In production, “a small bit of latency” rarely produces an outage by itself. What grows the outage is usually retry behavior. Retry sounds like “resilience” on paper, but applied in the wrong place with the wrong budget, it loads the system even more.
This piece clarifies three concepts:
- Timeout budget: the total time budget for a request
- Retry budget: the extra attempts allocated for retries
- Latency amplification: how a small delay grows across the entire system
1) Why does retry make the outage worse?
Simple example:
- Service B’s normal p95 is 80ms
- Something goes wrong and p95 climbs to 400ms
- Service A is configured with a 300ms timeout + 2 retries
In this case, A produces more traffic toward B; because B is already slow, it gets even slower. This is a vicious cycle:
- Latency rises
- Timeouts/retries fire
- Traffic rises
- Latency rises further
2) Timeout budget: design the chain end-to-end
Treating the timeout as “a single number” is a mistake. In distributed requests, the timeout budget gets carved up:
- Client total budget (e.g. 800ms)
- Gateway/edge budget (e.g. 700ms)
- App budget (e.g. 600ms)
- Downstream calls (e.g. 2x 250ms)
Practical rules:
- The upper layer’s timeout must be larger than the lower layer’s timeout.
- The lower layer needs “deadline propagation” (carry the remaining time downstream).
3) Retry budget: not “how many” but “in which case”?
In production, safe retry only makes sense under these conditions:
- The request is idempotent (like GET) or protected by an idempotency key
- The error type is transient (e.g. connection reset)
- Backoff + jitter is in place
- The system is not saturated (the retry budget tightens dynamically)
Just saying “2 retries” is not enough. What matters is:
- Retry on which error codes?
- Retry on which endpoints?
- Retry for which client segment?
4) Guardrails that limit latency amplification
The guardrail set that helps the most in the field:
- Backoff + jitter: spreads retries out
- Concurrency limit: caps how much work is in flight
- Queue + drop policy: prevents unbounded queue growth
- Circuit breaker: gives the system breathing room via fast-fail
- Load shedding: rejects low-priority work early (429/503)
Without these guardrails, retry collapses into “everyone retries at the same time.”

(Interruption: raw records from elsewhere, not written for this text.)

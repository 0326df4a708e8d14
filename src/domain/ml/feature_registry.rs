//! Feature schema.
//!
//! The ordered list of feature slots is a contract shared by training and
//! inference. Any change to the order or the set of names is a breaking change
//! for every persisted model.

use crate::domain::errors::FeatureError;
use serde::Serialize;
use std::collections::HashMap;

macro_rules! feature_schema {
    ($($variant:ident => $name:literal),+ $(,)?) => {
        /// Closed set of feature slots, in schema order.
        #[derive(Debug, Clone, Copy, PartialEq, Eq, Hash, PartialOrd, Ord)]
        #[repr(usize)]
        pub enum FeatureId {
            $($variant),+
        }

        /// Ordered list of feature names.
        pub const FEATURE_NAMES: &[&str] = &[$($name),+];

        impl FeatureId {
            pub const ALL: &'static [FeatureId] = &[$(FeatureId::$variant),+];

            pub fn name(self) -> &'static str {
                FEATURE_NAMES[self as usize]
            }
        }
    };
}

feature_schema! {
    OpenSum => "open_sum",
    CloseSum => "close_sum",
    DigitRootOpen => "digit_root_open",
    DigitRootClose => "digit_root_close",
    OpenTens => "open_tens",
    OpenUnits => "open_units",
    CloseTens => "close_tens",
    CloseUnits => "close_units",
    DoubleTens => "double_tens",
    DoubleUnits => "double_units",
    DayOfWeek => "day_of_week",
    IsWeekend => "is_weekend",
    WeekOfMonth => "week_of_month",
    RecencyIndex => "recency_index",
    SumProduct => "sum_product",
    DoubleSum => "double_sum",
    OpenSumMa7 => "open_sum_ma7",
    OpenSumMa14 => "open_sum_ma14",
    OpenSumMa30 => "open_sum_ma30",
    CloseSumMa7 => "close_sum_ma7",
    CloseSumMa14 => "close_sum_ma14",
    CloseSumMa30 => "close_sum_ma30",
    DoubleTensMa7 => "double_tens_ma7",
    DoubleTensMa14 => "double_tens_ma14",
    DoubleTensMa30 => "double_tens_ma30",
    DoubleUnitsMa7 => "double_units_ma7",
    DoubleUnitsMa14 => "double_units_ma14",
    DoubleUnitsMa30 => "double_units_ma30",
    TensFreq0 => "tens_freq_0",
    TensFreq1 => "tens_freq_1",
    TensFreq2 => "tens_freq_2",
    TensFreq3 => "tens_freq_3",
    TensFreq4 => "tens_freq_4",
    TensFreq5 => "tens_freq_5",
    TensFreq6 => "tens_freq_6",
    TensFreq7 => "tens_freq_7",
    TensFreq8 => "tens_freq_8",
    TensFreq9 => "tens_freq_9",
    UnitsFreq0 => "units_freq_0",
    UnitsFreq1 => "units_freq_1",
    UnitsFreq2 => "units_freq_2",
    UnitsFreq3 => "units_freq_3",
    UnitsFreq4 => "units_freq_4",
    UnitsFreq5 => "units_freq_5",
    UnitsFreq6 => "units_freq_6",
    UnitsFreq7 => "units_freq_7",
    UnitsFreq8 => "units_freq_8",
    UnitsFreq9 => "units_freq_9",
    MonthSin => "month_sin",
    MonthCos => "month_cos",
    DaySin => "day_sin",
    DayCos => "day_cos",
    AvgTransitionToCurrent => "avg_transition_to_current",
    TransitionEntropy => "transition_entropy",
    IsSwap => "is_swap",
    TensDiff => "tens_diff",
    UnitsDiff => "units_diff",
    SumDiff => "sum_diff",
    DoubleStreak => "double_streak",
    TensStreak => "tens_streak",
    UnitsStreak => "units_streak",
}

pub const FEATURE_COUNT: usize = FEATURE_NAMES.len();

impl FeatureId {
    pub fn from_name(name: &str) -> Option<Self> {
        FEATURE_NAMES
            .iter()
            .position(|&n| n == name)
            .map(|idx| Self::ALL[idx])
    }

    /// Tens-digit histogram slot for `digit` (0-9).
    pub fn tens_freq(digit: u8) -> Self {
        Self::ALL[FeatureId::TensFreq0 as usize + usize::from(digit.min(9))]
    }

    /// Units-digit histogram slot for `digit` (0-9).
    pub fn units_freq(digit: u8) -> Self {
        Self::ALL[FeatureId::UnitsFreq0 as usize + usize::from(digit.min(9))]
    }
}

/// Returns true when `names` is exactly the compiled schema, in order.
pub fn schema_matches(names: &[String]) -> bool {
    names.len() == FEATURE_COUNT && names.iter().zip(FEATURE_NAMES).all(|(a, b)| a == b)
}

pub fn schema_names() -> Vec<String> {
    FEATURE_NAMES.iter().map(|n| n.to_string()).collect()
}

/// Dense feature vector indexed by [`FeatureId`]. Unset slots are 0.0.
#[derive(Debug, Clone, PartialEq)]
pub struct FeatureVector {
    values: [f64; FEATURE_COUNT],
}

impl Default for FeatureVector {
    fn default() -> Self {
        Self {
            values: [0.0; FEATURE_COUNT],
        }
    }
}

impl FeatureVector {
    pub fn get(&self, id: FeatureId) -> f64 {
        self.values[id as usize]
    }

    pub fn set(&mut self, id: FeatureId, value: f64) {
        self.values[id as usize] = value;
    }

    pub fn as_slice(&self) -> &[f64] {
        &self.values
    }

    pub fn to_vec(&self) -> Vec<f64> {
        self.values.to_vec()
    }

    pub fn iter(&self) -> impl Iterator<Item = (FeatureId, f64)> + '_ {
        FeatureId::ALL.iter().map(|&id| (id, self.get(id)))
    }

    /// Builds a vector from an untrusted name→value mapping.
    ///
    /// Absent names default to 0.0. Names outside the schema and non-finite
    /// values are rejected.
    pub fn from_named(named: &HashMap<String, f64>) -> Result<Self, FeatureError> {
        let mut unknown: Vec<&String> = named
            .keys()
            .filter(|name| FeatureId::from_name(name).is_none())
            .collect();
        if !unknown.is_empty() {
            unknown.sort();
            return Err(FeatureError::UnknownFeature {
                name: unknown
                    .iter()
                    .map(|s| s.as_str())
                    .collect::<Vec<_>>()
                    .join(", "),
            });
        }

        let mut fv = Self::default();
        for (name, &value) in named {
            if !value.is_finite() {
                return Err(FeatureError::NonFinite { name: name.clone() });
            }
            if let Some(id) = FeatureId::from_name(name) {
                fv.set(id, value);
            }
        }
        Ok(fv)
    }

    /// Name→value view in schema order.
    pub fn to_named(&self) -> NamedFeatures {
        NamedFeatures(self.iter().map(|(id, v)| (id.name(), v)).collect())
    }
}

/// Serializes as a JSON object whose keys follow schema order.
#[derive(Debug, Clone)]
pub struct NamedFeatures(pub Vec<(&'static str, f64)>);

impl Serialize for NamedFeatures {
    fn serialize<S: serde::Serializer>(&self, serializer: S) -> Result<S::Ok, S::Error> {
        use serde::ser::SerializeMap;
        let mut map = serializer.serialize_map(Some(self.0.len()))?;
        for (name, value) in &self.0 {
            map.serialize_entry(name, value)?;
        }
        map.end()
    }
}

#[cfg(test)]
mod tests {
    use super::*;

    #[test]
    fn test_feature_vector_length() {
        let fv = FeatureVector::default();
        assert_eq!(fv.as_slice().len(), FEATURE_NAMES.len());
        assert_eq!(FeatureId::ALL.len(), FEATURE_COUNT);
        assert_eq!(FEATURE_COUNT, 61);
    }

    #[test]
    fn test_feature_consistency() {
        for (idx, &id) in FeatureId::ALL.iter().enumerate() {
            assert_eq!(id as usize, idx);
            assert_eq!(FeatureId::from_name(id.name()), Some(id));
        }
        assert_eq!(FeatureId::OpenSum.name(), "open_sum");
        assert_eq!(FeatureId::UnitsStreak.name(), "units_streak");
        assert_eq!(FeatureId::tens_freq(4).name(), "tens_freq_4");
        assert_eq!(FeatureId::units_freq(9).name(), "units_freq_9");
    }

    #[test]
    fn test_names_are_unique() {
        let mut names: Vec<&str> = FEATURE_NAMES.to_vec();
        names.sort_unstable();
        names.dedup();
        assert_eq!(names.len(), FEATURE_COUNT);
    }

    #[test]
    fn test_missing_slot_defaults_to_zero() {
        let mut named = HashMap::new();
        named.insert("open_sum".to_string(), 10.0);

        let fv = FeatureVector::from_named(&named).unwrap();
        assert_eq!(fv.get(FeatureId::OpenSum), 10.0);
        assert_eq!(fv.get(FeatureId::CloseSum), 0.0);
        assert_eq!(fv.as_slice().iter().filter(|&&v| v != 0.0).count(), 1);
    }

    #[test]
    fn test_unknown_slot_is_rejected() {
        let mut named = HashMap::new();
        named.insert("open_sum".to_string(), 1.0);
        named.insert("lucky_number".to_string(), 7.0);

        let err = FeatureVector::from_named(&named).unwrap_err();
        assert_eq!(
            err,
            FeatureError::UnknownFeature {
                name: "lucky_number".to_string()
            }
        );
    }

    #[test]
    fn test_non_finite_value_is_rejected() {
        let mut named = HashMap::new();
        named.insert("open_sum".to_string(), f64::NAN);
        assert!(matches!(
            FeatureVector::from_named(&named),
            Err(FeatureError::NonFinite { .. })
        ));
    }

    #[test]
    fn test_schema_matches() {
        let mut names = schema_names();
        assert!(schema_matches(&names));
        names.swap(0, 1);
        assert!(!schema_matches(&names));
        names.swap(0, 1);
        names.pop();
        assert!(!schema_matches(&names));
    }

    #[test]
    fn test_named_serialization_keeps_schema_order() {
        let json = serde_json::to_string(&FeatureVector::default().to_named()).unwrap();
        assert!(json.starts_with("{\"open_sum\":0.0,\"close_sum\":0.0"));
        assert!(json.ends_with("\"units_streak\":0.0}"));
    }
}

5) Practical response during an incident
If you suspect a retry storm:
- Reduce or disable retry (especially for non-idempotent operations)
- Before “shortening” timeouts, check deadline propagation first
- Lower the concurrency limit and bring the queue under control
- Watch the 429/503 ratio: failing early can reduce total damage
- Verify exponential backoff + jitter on the client side
The goal here is not “force more requests through” — it is to protect the overall health of the system and bring it back to a stable state.
When retry is set up correctly, it produces resilience. When it is set up badly, it grows the outage. Success in production comes from designing the timeout budget, retry budget, and backpressure together.